To accomplish these goals, sports nutritionists need to be able to identify the best nutrient strategies for their athletes to maximize their training and racing potential. This is only possible if they have an in-depth and complete understanding of the research literature. To accomplish this, science mapping is a powerful tool that allows for the exploration of the structural-thematical structure, trends and dynamism in the literature. Science mapping uses the bibliometric characteristics of referencing, text-similarity and authorial relationships to create proximity networks that allow for the delineation of coherent groups of articles based on common themes. This method provides a more holistic view of the science in this area and is a great tool for exploring the current state-of-the-art in sports nutrition research (Fig. 1).

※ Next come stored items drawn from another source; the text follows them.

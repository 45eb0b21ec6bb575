//! Dependency graph and generation order

use crate::stack::{ComponentId, DependencySpec, ProjectContext};
use indexmap::IndexMap;
use std::cmp::Reverse;
use std::collections::BinaryHeap;
use thiserror::Error;
use tracing::debug;

#[derive(Debug, Error, Clone, PartialEq, Eq)]
pub enum ResolveError {
    #[error("Component '{component}' requires '{spec}' but it's not available")]
    UnresolvedDependency {
        component: ComponentId,
        spec: DependencySpec,
    },

    #[error("Circular dependencies detected: {}", format_cycle(.cycle))]
    CyclicDependency { cycle: Vec<ComponentId> },
}

fn format_cycle(cycle: &[ComponentId]) -> String {
    let mut names: Vec<String> = cycle.iter().map(ToString::to_string).collect();
    if let Some(first) = names.first().cloned() {
        names.push(first);
    }
    names.join(" -> ")
}

/// Result of resolving one run's components.
#[derive(Debug, Clone, Default, PartialEq, Eq)]
pub struct Resolution {
    /// Generation order. Empty when a cycle was found.
    pub order: Vec<ComponentId>,
    /// Resolved `(dependency, dependent)` edges in discovery order.
    pub edges: Vec<(ComponentId, ComponentId)>,
    pub errors: Vec<ResolveError>,
}

impl Resolution {
    pub fn has_cycle(&self) -> bool {
        self.errors
            .iter()
            .any(|e| matches!(e, ResolveError::CyclicDependency { .. }))
    }

    pub fn unresolved(&self) -> impl Iterator<Item = &ResolveError> {
        self.errors
            .iter()
            .filter(|e| matches!(e, ResolveError::UnresolvedDependency { .. }))
    }

    pub fn is_ok(&self) -> bool {
        self.errors.is_empty()
    }
}

/// Builds the `dependency -> dependent` graph and orders it.
///
/// Concrete specs must name a component in `components`. Capability specs
/// go to the owner of the first connection exposing the capability. Nodes
/// with no ordering constraint keep the order of `components`.
pub fn resolve(
    components: &[ComponentId],
    dependencies: &IndexMap<ComponentId, Vec<DependencySpec>>,
    context: &ProjectContext,
) -> Resolution {
    let index: IndexMap<&ComponentId, usize> =
        components.iter().enumerate().map(|(i, c)| (c, i)).collect();
    let mut adjacency: Vec<Vec<usize>> = vec![Vec::new(); components.len()];
    let mut resolution = Resolution::default();

    for (component, specs) in dependencies {
        let Some(&to) = index.get(component) else {
            continue;
        };
        for spec in specs {
            let target = match spec {
                DependencySpec::Component(id) => index.get(id).copied(),
                DependencySpec::Capability(capability) => context
                    .service_by_capability(capability)
                    .and_then(|conn| index.get(&conn.owner).copied()),
            };

            match target {
                Some(from) if from == to => {
                    debug!(component = %component, spec = %spec, "Self dependency");
                    let cycle = vec![component.clone()];
                    if !resolution.errors.iter().any(
                        |e| matches!(e, ResolveError::CyclicDependency { cycle: c } if *c == cycle),
                    ) {
                        resolution.errors.push(ResolveError::CyclicDependency { cycle });
                    }
                }
                Some(from) => {
                    if !adjacency[from].contains(&to) {
                        adjacency[from].push(to);
                        resolution
                            .edges
                            .push((components[from].clone(), components[to].clone()));
                    }
                }
                None => {
                    debug!(component = %component, spec = %spec, "Unresolved dependency");
                    resolution.errors.push(ResolveError::UnresolvedDependency {
                        component: component.clone(),
                        spec: spec.clone(),
                    });
                }
            }
        }
    }

    let cycles = elementary_cycles(&adjacency);
    let self_loops = resolution
        .errors
        .iter()
        .any(|e| matches!(e, ResolveError::CyclicDependency { .. }));
    if self_loops || !cycles.is_empty() {
        for cycle in cycles {
            resolution.errors.push(ResolveError::CyclicDependency {
                cycle: cycle.into_iter().map(|i| components[i].clone()).collect(),
            });
        }
        return resolution;
    }

    resolution.order = topological_sort(&adjacency)
        .into_iter()
        .map(|i| components[i].clone())
        .collect();
    resolution
}

/// Kahn's algorithm; ready nodes are taken lowest index first.
fn topological_sort(adjacency: &[Vec<usize>]) -> Vec<usize> {
    let mut in_degree = vec![0usize; adjacency.len()];
    for targets in adjacency {
        for &t in targets {
            in_degree[t] += 1;
        }
    }

    let mut ready: BinaryHeap<Reverse<usize>> = in_degree
        .iter()
        .enumerate()
        .filter(|(_, &d)| d == 0)
        .map(|(i, _)| Reverse(i))
        .collect();

    let mut order = Vec::with_capacity(adjacency.len());
    while let Some(Reverse(node)) = ready.pop() {
        order.push(node);
        for &dependent in &adjacency[node] {
            in_degree[dependent] -= 1;
            if in_degree[dependent] == 0 {
                ready.push(Reverse(dependent));
            }
        }
    }
    order
}

/// Every elementary cycle, each rooted at its lowest index node.
fn elementary_cycles(adjacency: &[Vec<usize>]) -> Vec<Vec<usize>> {
    fn walk(
        start: usize,
        node: usize,
        adjacency: &[Vec<usize>],
        path: &mut Vec<usize>,
        on_path: &mut [bool],
        cycles: &mut Vec<Vec<usize>>,
    ) {
        for &next in &adjacency[node] {
            if next == start {
                cycles.push(path.clone());
            } else if next > start && !on_path[next] {
                path.push(next);
                on_path[next] = true;
                walk(start, next, adjacency, path, on_path, cycles);
                on_path[next] = false;
                path.pop();
            }
        }
    }

    let mut cycles = Vec::new();
    let mut on_path = vec![false; adjacency.len()];
    for start in 0..adjacency.len() {
        let mut path = vec![start];
        on_path[start] = true;
        walk(start, start, adjacency, &mut path, &mut on_path, &mut cycles);
        on_path[start] = false;
    }
    cycles
}
pub mod commands;
pub mod handlers;
pub mod output;

pub use commands::{CliArgs, Commands, OutputFormatArg, StackSelection};
pub use output::{OutputFormat, OutputFormatter};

The most commonly discussed topics in the literature on sports nutrition are muscle mass gain and dietary supplementation, carbohydrate metabolism, and oxidative stress (Fig. 2). The most recent and emerging topics are protein intake and muscle damage, energy balance in high-intensity exercise, and the role of ergogenic aids. Providing the right nutrients is essential to optimize athletic performance and prevent injury. Whether it is an endurance marathon, a speedy track race, or a tough basketball game, proper nutrition can make or break the outcome of the event.
For example, an athlete who consumes the right amount of carbohydrates can experience a positive performance-enhancing effect via the central nervous system. In contrast, an athlete who consumes too many carbohydrates can experience a negative performance-decreasing effect. Choosing the right foods, fluids and supplements can help athletes train longer and recover faster so they can get back on the field as soon as possible. In this book, a sports nutritionist and two chef-athletes walk you through the latest in nutrition research to reveal what really works. Part myth-busting scientific thriller, part mouth-watering cookbook, this book is a must for any endurance athlete.